- **EXERCISE OBJECTIVE**
Pick each line that has "Decimal" out of the records.

- **PROVIDED MATERIAL**
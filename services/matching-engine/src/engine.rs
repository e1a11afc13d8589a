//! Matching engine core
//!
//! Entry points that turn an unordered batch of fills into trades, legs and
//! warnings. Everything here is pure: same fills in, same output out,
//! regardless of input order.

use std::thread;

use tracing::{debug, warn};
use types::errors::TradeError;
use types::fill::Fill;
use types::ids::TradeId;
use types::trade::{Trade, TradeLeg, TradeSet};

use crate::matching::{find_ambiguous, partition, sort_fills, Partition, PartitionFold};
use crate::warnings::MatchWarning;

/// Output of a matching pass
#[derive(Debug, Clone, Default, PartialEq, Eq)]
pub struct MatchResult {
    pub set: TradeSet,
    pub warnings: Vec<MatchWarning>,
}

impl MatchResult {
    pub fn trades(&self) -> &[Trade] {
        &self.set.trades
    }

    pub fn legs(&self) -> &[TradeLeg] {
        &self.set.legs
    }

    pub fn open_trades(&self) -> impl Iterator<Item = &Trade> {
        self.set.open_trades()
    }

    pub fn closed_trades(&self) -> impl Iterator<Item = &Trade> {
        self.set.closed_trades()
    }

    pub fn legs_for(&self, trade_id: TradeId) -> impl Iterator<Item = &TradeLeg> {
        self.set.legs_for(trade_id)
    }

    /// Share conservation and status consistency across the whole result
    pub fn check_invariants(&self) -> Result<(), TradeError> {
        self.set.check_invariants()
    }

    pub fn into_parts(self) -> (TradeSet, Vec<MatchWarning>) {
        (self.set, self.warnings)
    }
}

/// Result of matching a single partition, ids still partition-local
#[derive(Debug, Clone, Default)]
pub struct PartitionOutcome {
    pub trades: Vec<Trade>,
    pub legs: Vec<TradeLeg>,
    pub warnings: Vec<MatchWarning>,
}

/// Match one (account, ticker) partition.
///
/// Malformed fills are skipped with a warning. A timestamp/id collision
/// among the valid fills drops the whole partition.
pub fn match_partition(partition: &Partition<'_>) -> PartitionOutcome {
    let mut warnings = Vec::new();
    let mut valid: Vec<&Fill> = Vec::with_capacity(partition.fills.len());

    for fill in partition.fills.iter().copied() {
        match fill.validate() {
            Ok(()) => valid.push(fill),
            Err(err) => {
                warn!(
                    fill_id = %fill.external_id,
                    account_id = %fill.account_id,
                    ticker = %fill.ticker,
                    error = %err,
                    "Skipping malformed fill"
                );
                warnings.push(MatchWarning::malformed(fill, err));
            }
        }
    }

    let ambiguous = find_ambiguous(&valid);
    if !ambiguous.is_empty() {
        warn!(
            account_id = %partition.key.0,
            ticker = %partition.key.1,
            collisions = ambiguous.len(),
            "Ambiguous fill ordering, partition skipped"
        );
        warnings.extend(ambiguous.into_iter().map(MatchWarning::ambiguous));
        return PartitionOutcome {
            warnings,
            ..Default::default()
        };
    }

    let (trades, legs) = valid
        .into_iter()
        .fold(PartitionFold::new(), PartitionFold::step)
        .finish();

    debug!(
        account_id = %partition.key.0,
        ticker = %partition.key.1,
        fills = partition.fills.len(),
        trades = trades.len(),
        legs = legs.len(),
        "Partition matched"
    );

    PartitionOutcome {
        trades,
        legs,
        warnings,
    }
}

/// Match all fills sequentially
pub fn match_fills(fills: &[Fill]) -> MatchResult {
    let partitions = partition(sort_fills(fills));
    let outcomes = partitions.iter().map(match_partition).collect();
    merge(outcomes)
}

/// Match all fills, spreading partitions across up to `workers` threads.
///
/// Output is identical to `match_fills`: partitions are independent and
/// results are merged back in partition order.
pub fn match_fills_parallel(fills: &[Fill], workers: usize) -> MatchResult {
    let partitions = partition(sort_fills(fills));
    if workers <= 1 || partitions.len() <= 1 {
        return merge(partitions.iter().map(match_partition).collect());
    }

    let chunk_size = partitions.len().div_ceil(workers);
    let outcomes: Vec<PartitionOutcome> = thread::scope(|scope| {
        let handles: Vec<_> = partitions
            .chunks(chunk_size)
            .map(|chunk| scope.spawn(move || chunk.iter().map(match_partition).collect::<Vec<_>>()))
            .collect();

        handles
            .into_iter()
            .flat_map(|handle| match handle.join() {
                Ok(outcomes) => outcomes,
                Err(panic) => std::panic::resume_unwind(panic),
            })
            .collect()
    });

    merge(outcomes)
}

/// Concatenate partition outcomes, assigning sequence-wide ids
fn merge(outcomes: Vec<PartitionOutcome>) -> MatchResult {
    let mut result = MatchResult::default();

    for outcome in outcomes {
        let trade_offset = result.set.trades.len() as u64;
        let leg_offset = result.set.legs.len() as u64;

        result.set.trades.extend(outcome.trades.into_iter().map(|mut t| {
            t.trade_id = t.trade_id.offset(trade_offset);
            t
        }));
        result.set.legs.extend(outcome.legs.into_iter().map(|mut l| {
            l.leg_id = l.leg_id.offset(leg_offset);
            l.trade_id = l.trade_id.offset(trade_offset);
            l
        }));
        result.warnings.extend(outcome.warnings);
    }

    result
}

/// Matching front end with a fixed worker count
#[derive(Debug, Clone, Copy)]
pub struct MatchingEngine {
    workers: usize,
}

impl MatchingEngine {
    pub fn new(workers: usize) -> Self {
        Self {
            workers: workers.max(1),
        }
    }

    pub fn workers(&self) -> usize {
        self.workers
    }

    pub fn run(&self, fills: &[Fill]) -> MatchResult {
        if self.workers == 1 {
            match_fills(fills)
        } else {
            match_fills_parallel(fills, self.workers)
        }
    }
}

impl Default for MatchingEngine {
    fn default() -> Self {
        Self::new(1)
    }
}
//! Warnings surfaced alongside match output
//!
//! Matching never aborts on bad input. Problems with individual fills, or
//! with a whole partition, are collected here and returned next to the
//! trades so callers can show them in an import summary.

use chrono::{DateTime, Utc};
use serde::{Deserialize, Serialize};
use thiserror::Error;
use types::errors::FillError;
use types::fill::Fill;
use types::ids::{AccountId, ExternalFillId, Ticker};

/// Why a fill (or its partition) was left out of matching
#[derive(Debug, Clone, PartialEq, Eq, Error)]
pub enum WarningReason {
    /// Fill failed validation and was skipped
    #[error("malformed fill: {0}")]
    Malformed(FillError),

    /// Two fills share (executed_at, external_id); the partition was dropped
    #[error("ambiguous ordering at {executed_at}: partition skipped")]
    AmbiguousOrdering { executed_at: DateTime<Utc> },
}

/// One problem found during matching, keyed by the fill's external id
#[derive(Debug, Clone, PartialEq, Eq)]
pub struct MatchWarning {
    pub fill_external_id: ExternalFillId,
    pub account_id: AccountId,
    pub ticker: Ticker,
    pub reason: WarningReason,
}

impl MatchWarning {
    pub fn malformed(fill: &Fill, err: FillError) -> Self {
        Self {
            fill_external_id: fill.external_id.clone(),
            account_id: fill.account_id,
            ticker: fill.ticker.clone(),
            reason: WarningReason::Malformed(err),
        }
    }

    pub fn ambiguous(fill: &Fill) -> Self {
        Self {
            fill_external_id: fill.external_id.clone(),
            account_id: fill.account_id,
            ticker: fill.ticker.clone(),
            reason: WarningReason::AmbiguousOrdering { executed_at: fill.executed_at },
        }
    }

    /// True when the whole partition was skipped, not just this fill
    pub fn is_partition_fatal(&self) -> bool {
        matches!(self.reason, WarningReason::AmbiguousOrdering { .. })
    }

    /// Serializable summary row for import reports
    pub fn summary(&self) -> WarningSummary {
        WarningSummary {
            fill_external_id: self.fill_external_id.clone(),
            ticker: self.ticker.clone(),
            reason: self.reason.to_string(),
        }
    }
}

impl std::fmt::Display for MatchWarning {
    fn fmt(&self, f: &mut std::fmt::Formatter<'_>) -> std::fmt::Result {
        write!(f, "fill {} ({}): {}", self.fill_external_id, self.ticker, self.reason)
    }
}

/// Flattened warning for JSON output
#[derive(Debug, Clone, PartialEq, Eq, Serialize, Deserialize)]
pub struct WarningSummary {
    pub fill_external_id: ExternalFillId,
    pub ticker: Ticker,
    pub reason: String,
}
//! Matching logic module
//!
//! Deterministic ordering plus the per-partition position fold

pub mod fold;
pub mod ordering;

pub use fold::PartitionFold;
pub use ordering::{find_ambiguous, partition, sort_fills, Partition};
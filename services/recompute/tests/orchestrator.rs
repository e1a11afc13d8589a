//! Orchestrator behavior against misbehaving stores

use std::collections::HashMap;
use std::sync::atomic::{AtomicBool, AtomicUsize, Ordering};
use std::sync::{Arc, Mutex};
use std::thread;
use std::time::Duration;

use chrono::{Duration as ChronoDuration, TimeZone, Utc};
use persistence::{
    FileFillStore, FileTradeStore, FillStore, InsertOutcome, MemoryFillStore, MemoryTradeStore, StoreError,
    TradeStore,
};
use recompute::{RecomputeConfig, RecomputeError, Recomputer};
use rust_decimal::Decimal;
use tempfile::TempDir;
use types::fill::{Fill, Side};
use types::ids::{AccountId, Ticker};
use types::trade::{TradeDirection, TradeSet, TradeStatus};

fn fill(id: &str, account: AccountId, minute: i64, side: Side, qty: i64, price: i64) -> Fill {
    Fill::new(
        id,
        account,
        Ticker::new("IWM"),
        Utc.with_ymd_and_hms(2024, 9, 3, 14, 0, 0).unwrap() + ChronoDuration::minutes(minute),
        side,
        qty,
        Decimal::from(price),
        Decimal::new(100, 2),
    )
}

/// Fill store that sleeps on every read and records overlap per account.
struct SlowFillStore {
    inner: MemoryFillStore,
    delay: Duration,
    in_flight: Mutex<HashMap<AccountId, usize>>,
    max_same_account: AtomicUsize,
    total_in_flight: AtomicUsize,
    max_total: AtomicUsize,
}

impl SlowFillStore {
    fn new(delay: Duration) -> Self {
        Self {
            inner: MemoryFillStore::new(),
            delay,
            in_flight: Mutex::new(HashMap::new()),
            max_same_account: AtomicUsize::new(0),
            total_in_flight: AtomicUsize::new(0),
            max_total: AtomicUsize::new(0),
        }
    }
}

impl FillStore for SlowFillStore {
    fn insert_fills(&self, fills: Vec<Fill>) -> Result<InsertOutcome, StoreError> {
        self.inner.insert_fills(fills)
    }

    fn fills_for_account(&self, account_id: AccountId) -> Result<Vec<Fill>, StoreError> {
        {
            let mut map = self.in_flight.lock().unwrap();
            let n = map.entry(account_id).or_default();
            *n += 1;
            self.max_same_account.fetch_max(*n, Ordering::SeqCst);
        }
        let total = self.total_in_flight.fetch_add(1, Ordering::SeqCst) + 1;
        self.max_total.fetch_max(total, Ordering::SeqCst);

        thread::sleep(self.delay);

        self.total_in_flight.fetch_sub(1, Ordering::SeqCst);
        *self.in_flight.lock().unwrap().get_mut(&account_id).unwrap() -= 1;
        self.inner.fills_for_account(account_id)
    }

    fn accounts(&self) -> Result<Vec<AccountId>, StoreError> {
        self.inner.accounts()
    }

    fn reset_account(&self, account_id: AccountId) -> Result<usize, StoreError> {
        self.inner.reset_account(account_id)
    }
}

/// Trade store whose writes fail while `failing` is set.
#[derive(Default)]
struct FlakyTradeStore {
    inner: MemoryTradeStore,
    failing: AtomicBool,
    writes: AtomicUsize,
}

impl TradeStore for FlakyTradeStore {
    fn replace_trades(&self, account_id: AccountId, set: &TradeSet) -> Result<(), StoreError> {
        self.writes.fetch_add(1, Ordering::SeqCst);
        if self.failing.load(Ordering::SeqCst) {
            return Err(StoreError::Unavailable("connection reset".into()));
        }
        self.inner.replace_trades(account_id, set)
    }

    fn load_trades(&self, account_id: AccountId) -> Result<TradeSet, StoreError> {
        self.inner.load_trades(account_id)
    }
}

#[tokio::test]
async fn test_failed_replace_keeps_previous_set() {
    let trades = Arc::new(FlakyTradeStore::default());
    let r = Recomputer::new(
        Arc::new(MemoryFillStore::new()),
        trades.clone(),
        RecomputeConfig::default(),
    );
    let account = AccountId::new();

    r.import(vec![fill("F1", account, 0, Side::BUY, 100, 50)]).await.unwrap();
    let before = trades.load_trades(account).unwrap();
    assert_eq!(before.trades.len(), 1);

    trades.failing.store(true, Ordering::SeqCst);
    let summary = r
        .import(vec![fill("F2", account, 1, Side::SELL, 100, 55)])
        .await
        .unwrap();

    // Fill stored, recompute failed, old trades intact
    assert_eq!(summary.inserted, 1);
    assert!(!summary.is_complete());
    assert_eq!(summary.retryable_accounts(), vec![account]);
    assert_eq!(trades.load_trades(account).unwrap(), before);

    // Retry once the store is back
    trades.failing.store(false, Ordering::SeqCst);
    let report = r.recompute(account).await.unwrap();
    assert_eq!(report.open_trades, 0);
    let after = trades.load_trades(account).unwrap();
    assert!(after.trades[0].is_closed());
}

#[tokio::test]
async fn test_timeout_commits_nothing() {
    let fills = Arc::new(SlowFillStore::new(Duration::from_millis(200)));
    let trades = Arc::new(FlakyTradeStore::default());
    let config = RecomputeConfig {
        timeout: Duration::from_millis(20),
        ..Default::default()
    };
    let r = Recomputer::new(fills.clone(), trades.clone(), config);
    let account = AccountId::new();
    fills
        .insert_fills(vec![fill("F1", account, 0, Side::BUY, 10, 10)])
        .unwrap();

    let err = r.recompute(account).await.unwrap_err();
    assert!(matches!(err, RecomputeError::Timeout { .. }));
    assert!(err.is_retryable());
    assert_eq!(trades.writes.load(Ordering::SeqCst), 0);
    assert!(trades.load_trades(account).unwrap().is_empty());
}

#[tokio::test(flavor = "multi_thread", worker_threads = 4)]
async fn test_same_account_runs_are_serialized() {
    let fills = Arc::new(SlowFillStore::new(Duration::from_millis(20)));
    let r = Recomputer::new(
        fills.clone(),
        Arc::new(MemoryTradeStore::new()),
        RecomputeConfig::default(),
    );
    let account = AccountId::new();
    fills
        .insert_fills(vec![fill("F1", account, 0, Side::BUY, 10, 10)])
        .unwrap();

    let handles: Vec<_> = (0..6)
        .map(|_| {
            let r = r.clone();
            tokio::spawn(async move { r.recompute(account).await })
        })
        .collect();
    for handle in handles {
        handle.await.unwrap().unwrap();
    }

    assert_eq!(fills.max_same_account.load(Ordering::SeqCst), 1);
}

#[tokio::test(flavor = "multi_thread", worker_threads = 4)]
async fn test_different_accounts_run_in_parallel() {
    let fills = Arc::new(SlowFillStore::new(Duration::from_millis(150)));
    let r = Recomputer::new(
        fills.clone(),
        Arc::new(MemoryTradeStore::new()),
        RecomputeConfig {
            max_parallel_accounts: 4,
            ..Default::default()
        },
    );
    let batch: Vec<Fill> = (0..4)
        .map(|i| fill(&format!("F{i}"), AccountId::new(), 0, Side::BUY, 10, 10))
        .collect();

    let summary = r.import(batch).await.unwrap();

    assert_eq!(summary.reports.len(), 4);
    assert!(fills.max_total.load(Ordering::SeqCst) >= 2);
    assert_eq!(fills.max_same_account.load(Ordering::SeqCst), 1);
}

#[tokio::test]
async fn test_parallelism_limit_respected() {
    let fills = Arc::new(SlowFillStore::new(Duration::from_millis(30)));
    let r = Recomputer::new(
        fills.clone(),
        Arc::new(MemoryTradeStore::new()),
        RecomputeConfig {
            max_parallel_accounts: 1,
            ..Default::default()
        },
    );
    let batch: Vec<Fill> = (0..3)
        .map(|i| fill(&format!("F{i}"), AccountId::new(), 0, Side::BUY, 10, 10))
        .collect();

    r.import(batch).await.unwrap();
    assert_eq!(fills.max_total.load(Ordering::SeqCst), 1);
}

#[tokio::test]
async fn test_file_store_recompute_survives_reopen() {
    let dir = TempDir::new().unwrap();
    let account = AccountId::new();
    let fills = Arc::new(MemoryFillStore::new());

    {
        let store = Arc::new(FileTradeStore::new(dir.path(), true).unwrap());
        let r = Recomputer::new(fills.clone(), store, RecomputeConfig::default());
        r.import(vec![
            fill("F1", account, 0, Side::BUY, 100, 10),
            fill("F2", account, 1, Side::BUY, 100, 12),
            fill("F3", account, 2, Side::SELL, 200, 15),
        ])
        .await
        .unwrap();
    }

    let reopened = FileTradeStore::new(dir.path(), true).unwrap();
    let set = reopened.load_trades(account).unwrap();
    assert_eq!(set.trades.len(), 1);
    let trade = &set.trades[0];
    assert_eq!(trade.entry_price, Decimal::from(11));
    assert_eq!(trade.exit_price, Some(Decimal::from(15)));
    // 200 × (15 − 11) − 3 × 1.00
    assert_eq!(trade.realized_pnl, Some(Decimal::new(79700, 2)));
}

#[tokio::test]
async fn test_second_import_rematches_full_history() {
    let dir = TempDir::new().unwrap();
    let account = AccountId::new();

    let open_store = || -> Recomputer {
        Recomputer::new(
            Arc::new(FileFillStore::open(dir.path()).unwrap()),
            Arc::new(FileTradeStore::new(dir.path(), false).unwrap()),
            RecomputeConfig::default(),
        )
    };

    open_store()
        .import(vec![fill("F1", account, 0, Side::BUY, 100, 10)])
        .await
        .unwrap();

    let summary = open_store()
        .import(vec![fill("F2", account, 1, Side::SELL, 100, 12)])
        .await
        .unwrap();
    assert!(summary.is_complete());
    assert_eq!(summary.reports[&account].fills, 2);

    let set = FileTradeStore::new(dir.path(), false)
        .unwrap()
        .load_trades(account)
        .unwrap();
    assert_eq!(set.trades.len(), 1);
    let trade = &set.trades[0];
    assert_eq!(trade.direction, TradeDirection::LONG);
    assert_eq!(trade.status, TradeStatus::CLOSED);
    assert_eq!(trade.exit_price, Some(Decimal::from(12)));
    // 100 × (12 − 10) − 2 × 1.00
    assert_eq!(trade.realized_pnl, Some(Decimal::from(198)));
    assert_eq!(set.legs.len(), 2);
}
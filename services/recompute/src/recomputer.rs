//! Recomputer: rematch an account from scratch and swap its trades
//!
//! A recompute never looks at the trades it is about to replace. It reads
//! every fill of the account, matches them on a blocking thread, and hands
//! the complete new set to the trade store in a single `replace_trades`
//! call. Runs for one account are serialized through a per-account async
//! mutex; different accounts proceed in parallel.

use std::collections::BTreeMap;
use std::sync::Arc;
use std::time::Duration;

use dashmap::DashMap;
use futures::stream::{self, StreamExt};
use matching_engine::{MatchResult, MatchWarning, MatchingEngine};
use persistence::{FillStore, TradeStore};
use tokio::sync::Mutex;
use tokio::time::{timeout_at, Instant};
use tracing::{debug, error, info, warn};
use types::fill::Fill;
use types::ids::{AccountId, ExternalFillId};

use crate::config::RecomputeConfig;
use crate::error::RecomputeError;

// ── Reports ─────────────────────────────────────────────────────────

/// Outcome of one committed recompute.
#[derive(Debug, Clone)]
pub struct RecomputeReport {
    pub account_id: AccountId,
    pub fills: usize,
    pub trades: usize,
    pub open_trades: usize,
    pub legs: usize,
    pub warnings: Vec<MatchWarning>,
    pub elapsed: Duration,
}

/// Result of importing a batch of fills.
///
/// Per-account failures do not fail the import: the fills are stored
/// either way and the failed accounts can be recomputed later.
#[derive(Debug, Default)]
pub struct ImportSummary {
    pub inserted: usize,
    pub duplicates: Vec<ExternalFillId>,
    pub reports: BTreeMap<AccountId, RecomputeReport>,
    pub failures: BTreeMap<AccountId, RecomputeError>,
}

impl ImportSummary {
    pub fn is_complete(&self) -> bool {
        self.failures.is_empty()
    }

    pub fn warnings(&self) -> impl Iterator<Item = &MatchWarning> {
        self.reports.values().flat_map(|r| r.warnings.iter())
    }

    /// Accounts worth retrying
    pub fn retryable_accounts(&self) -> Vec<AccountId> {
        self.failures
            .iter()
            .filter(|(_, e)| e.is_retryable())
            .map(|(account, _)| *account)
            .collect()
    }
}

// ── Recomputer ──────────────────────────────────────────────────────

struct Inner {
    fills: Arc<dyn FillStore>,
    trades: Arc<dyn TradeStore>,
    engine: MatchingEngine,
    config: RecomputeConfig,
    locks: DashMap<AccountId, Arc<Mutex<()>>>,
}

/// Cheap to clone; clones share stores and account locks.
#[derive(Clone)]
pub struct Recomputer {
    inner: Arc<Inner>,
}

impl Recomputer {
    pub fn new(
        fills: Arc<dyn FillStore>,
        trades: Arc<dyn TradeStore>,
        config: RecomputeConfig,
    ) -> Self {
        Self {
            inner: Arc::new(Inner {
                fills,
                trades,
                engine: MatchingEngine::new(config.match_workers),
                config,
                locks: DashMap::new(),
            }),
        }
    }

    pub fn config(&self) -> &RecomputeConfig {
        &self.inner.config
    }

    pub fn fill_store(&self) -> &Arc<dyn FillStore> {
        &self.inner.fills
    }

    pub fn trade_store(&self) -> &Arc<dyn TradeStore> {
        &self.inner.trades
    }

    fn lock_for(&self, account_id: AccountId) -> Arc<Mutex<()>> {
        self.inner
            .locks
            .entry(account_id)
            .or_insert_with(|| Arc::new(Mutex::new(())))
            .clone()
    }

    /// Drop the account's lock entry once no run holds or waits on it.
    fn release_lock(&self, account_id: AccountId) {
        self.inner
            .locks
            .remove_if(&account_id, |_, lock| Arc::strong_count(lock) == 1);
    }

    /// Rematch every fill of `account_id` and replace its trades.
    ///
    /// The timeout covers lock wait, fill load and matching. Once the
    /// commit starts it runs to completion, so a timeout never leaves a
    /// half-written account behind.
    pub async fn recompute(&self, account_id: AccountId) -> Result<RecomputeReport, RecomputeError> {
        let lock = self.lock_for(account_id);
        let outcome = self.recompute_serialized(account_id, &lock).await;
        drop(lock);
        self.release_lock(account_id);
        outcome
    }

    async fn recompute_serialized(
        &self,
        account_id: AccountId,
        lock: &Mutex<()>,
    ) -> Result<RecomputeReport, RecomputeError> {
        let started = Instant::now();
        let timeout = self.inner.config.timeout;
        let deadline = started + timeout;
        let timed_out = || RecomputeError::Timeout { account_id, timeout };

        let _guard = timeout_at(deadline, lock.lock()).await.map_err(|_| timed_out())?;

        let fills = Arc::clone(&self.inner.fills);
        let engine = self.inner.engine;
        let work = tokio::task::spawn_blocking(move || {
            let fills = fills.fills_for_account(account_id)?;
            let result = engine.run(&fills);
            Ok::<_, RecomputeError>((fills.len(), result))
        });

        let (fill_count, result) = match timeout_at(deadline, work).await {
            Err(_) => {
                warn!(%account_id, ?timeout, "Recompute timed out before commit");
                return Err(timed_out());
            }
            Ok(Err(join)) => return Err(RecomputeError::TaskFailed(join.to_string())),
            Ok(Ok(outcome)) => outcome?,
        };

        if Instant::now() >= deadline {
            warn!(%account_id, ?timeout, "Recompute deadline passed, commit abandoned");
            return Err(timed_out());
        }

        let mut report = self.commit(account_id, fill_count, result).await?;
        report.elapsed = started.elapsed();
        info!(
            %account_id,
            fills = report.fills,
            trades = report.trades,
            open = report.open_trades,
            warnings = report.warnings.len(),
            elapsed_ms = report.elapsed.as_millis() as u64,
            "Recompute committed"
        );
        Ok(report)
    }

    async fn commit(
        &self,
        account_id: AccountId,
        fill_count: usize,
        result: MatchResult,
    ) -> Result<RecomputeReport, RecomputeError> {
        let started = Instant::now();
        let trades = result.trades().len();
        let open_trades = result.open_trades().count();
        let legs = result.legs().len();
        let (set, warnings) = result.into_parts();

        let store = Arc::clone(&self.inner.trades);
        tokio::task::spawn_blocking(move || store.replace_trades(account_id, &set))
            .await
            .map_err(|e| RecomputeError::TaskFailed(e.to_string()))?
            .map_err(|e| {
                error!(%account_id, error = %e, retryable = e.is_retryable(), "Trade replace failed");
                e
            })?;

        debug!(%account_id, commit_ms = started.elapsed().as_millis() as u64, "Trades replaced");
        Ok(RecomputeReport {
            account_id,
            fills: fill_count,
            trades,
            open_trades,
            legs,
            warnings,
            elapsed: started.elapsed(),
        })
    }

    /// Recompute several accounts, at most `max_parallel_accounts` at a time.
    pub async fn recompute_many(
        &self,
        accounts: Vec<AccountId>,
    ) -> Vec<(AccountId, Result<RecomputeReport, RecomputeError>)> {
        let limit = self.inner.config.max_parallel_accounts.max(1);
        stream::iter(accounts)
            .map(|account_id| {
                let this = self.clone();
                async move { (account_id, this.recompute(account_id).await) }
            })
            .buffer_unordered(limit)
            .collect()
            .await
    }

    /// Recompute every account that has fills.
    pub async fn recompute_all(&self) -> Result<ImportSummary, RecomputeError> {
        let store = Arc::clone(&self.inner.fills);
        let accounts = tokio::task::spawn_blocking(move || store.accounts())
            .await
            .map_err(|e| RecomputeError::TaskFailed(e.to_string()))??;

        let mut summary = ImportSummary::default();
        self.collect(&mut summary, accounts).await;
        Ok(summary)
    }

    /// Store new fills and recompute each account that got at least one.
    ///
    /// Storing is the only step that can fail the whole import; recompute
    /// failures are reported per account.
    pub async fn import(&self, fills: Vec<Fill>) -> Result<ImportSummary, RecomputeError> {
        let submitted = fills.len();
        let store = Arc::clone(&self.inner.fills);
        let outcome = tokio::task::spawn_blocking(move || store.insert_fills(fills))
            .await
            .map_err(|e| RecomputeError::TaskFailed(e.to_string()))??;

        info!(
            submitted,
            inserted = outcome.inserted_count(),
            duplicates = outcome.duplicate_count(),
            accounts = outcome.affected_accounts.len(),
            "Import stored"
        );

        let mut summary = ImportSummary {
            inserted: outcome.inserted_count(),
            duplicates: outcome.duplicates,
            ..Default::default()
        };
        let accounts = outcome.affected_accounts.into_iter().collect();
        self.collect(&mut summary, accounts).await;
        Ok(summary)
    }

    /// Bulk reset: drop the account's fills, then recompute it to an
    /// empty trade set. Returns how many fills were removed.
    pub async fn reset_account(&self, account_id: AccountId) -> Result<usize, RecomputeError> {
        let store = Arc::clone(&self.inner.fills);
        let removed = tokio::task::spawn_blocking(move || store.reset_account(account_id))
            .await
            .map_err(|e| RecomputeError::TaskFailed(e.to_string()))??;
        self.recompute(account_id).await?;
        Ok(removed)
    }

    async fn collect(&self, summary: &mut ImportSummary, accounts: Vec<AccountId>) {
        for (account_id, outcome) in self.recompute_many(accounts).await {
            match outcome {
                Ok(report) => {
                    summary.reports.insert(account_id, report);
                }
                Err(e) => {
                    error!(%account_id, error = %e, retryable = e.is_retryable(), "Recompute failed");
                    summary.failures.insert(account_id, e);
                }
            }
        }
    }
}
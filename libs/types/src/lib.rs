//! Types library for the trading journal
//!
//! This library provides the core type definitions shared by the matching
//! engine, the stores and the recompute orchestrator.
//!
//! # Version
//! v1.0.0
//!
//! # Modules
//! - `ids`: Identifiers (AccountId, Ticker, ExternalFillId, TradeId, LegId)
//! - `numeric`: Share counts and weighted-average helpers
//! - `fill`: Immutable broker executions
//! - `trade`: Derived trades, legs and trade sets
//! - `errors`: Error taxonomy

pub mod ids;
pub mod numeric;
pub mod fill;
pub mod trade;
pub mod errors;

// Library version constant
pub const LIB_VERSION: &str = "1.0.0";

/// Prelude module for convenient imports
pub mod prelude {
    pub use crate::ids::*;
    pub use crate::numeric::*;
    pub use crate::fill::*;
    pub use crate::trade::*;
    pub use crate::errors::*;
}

- **EXERCISE OUTPUT**
use rust_decimal::Decimal;
        Decimal::from(price),
        Decimal::new(100, 2),
    assert_eq!(trade.entry_price, Decimal::from(11));
    assert_eq!(trade.exit_price, Some(Decimal::from(15)));
    assert_eq!(trade.realized_pnl, Some(Decimal::new(79700, 2)));
    assert_eq!(trade.exit_price, Some(Decimal::from(12)));
    assert_eq!(trade.realized_pnl, Some(Decimal::from(198)));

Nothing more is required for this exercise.